Items from a dataset >>
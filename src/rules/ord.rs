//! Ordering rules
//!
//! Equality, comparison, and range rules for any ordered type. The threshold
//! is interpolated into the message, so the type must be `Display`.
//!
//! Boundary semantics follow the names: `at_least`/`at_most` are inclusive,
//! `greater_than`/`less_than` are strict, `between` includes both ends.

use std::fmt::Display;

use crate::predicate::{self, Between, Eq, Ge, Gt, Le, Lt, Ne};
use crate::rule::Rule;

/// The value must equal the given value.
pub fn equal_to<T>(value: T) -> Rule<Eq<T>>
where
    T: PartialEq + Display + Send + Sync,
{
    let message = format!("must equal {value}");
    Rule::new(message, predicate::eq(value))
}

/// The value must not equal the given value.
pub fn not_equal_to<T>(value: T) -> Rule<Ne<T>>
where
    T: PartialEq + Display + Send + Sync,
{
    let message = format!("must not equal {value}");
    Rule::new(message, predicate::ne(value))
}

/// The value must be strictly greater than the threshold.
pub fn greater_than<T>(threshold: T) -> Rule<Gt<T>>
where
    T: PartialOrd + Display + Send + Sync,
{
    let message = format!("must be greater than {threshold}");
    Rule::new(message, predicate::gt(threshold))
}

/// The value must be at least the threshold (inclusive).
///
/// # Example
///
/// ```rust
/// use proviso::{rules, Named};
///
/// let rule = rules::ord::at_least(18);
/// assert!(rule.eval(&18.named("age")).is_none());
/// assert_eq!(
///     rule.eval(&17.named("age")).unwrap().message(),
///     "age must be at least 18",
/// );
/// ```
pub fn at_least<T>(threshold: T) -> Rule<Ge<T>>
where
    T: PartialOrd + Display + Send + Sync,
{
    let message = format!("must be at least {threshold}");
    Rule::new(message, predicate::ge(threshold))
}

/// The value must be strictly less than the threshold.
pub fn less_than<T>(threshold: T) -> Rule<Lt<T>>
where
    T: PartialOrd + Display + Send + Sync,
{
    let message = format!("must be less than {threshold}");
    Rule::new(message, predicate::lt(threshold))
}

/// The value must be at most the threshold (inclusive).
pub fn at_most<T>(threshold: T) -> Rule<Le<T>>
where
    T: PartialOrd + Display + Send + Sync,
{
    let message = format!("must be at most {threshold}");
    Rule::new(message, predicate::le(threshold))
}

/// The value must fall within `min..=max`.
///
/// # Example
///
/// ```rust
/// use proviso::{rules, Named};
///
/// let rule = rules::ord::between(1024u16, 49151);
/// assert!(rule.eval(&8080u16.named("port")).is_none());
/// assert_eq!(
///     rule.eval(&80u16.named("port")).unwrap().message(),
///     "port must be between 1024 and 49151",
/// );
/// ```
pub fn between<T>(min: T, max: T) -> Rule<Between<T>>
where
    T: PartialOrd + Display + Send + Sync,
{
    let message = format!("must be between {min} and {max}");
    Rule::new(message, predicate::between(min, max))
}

...

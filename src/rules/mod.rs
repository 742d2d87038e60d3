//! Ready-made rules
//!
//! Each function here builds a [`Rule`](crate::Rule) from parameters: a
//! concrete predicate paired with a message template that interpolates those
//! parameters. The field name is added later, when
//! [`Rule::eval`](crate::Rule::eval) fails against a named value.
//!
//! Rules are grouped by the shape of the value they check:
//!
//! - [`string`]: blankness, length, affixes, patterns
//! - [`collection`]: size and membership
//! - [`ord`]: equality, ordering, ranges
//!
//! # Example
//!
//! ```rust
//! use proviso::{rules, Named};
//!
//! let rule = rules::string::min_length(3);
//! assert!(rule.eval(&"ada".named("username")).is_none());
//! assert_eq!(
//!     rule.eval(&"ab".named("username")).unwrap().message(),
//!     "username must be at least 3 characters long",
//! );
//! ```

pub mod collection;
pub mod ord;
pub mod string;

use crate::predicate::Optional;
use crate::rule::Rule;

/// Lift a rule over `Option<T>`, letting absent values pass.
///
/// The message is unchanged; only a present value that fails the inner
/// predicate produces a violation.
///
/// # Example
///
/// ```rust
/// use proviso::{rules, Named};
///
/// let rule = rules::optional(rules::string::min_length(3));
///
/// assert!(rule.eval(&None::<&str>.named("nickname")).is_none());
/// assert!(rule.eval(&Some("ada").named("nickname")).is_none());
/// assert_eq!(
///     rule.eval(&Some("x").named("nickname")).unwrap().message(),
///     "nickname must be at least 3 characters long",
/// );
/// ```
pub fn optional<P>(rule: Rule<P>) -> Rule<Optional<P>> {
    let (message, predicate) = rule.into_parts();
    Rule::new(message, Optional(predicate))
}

...

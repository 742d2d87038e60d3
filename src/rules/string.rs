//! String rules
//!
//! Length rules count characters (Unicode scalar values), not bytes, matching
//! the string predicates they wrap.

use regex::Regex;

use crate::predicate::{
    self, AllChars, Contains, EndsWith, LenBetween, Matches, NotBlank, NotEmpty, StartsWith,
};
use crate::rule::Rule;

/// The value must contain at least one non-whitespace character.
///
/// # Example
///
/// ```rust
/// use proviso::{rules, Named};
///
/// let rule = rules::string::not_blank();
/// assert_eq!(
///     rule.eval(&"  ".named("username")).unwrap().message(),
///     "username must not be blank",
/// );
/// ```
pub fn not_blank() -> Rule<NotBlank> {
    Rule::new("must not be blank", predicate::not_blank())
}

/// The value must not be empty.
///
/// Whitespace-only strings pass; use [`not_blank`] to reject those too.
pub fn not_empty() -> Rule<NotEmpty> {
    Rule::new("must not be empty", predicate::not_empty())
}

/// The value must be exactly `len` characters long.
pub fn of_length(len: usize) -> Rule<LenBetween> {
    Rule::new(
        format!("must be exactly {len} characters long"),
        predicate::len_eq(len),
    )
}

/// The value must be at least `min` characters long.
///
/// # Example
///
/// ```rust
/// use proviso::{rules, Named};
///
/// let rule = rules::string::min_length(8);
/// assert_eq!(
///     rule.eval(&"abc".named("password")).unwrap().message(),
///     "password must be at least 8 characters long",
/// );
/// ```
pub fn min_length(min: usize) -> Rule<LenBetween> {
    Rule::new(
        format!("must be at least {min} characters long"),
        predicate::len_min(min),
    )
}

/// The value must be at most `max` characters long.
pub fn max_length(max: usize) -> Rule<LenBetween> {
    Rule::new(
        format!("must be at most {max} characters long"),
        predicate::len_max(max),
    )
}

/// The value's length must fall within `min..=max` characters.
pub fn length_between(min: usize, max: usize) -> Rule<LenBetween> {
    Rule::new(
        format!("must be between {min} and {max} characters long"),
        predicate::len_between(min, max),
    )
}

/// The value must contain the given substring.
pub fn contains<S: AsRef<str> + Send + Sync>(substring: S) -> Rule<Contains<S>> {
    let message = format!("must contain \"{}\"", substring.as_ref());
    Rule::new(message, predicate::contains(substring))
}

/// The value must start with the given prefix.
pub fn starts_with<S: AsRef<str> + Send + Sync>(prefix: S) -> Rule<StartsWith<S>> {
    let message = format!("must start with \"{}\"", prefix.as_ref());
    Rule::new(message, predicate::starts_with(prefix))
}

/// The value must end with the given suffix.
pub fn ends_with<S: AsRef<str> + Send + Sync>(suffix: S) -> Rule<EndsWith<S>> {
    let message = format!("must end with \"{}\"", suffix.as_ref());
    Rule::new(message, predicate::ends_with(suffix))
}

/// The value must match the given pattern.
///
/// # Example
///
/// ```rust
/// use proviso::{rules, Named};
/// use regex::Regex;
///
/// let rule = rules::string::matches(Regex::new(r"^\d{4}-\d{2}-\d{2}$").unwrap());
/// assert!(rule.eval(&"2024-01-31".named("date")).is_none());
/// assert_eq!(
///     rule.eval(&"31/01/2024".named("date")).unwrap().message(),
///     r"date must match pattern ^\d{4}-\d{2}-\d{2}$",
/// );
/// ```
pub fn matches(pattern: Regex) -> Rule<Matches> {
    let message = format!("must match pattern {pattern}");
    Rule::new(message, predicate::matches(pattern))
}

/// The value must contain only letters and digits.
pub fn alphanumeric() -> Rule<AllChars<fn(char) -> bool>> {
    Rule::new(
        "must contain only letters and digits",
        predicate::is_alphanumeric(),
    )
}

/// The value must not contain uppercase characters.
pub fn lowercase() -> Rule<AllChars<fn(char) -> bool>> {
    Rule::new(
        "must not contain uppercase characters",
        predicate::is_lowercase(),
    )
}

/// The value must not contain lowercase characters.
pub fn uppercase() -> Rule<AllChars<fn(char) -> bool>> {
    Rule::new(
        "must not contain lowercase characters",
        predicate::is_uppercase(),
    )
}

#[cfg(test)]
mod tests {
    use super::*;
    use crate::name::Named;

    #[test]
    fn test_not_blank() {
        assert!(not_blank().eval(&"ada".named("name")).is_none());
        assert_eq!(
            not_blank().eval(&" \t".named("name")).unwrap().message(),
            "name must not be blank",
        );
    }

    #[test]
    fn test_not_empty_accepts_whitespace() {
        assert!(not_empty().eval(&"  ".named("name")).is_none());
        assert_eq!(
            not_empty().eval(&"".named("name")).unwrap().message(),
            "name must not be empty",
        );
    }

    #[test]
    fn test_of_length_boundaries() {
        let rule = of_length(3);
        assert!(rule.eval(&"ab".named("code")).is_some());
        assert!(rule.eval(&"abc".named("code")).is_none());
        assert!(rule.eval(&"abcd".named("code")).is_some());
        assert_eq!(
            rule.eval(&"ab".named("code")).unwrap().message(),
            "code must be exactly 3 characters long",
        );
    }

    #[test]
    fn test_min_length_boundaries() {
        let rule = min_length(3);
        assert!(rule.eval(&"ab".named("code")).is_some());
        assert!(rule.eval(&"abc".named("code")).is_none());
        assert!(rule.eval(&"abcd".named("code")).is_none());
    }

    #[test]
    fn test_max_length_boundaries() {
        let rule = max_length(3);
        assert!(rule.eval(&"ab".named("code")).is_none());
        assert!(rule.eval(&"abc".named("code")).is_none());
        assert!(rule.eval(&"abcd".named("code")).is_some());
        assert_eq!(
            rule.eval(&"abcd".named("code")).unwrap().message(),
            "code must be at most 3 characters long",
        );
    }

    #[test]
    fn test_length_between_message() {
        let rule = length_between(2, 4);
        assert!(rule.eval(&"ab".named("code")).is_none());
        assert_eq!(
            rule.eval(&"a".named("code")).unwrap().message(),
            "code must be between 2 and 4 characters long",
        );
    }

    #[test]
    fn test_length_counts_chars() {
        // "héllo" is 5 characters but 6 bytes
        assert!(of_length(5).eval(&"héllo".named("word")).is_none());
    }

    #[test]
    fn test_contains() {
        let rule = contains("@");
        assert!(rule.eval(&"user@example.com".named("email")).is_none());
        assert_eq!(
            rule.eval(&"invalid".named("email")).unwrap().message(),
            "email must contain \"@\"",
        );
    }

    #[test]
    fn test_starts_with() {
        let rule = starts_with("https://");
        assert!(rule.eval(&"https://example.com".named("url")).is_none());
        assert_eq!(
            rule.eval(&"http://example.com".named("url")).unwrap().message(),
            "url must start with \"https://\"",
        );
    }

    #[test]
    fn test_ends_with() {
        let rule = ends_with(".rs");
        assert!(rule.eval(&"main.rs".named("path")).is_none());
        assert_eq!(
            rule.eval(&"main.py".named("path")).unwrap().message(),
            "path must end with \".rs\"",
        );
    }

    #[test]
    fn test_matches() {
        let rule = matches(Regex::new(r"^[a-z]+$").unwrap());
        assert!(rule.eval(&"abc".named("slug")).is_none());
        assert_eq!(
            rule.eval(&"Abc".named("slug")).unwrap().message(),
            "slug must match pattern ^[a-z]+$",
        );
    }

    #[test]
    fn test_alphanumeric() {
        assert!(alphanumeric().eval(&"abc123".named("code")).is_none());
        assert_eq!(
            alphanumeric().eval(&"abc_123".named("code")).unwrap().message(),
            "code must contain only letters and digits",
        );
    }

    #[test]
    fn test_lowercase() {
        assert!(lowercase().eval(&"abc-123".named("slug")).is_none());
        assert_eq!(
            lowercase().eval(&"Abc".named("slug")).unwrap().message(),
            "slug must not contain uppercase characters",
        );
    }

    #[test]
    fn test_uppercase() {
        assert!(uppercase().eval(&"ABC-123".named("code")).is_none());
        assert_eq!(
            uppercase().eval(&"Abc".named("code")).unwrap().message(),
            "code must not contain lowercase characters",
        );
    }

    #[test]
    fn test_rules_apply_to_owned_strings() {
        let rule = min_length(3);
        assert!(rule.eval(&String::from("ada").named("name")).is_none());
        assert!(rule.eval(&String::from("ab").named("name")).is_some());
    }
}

What to produce >> Please show the lines in the entries above that hold the string "password".

Task solution >>
///     rule.eval(&"abc".named("password")).unwrap().message(),
///     "password must be at least 8 characters long",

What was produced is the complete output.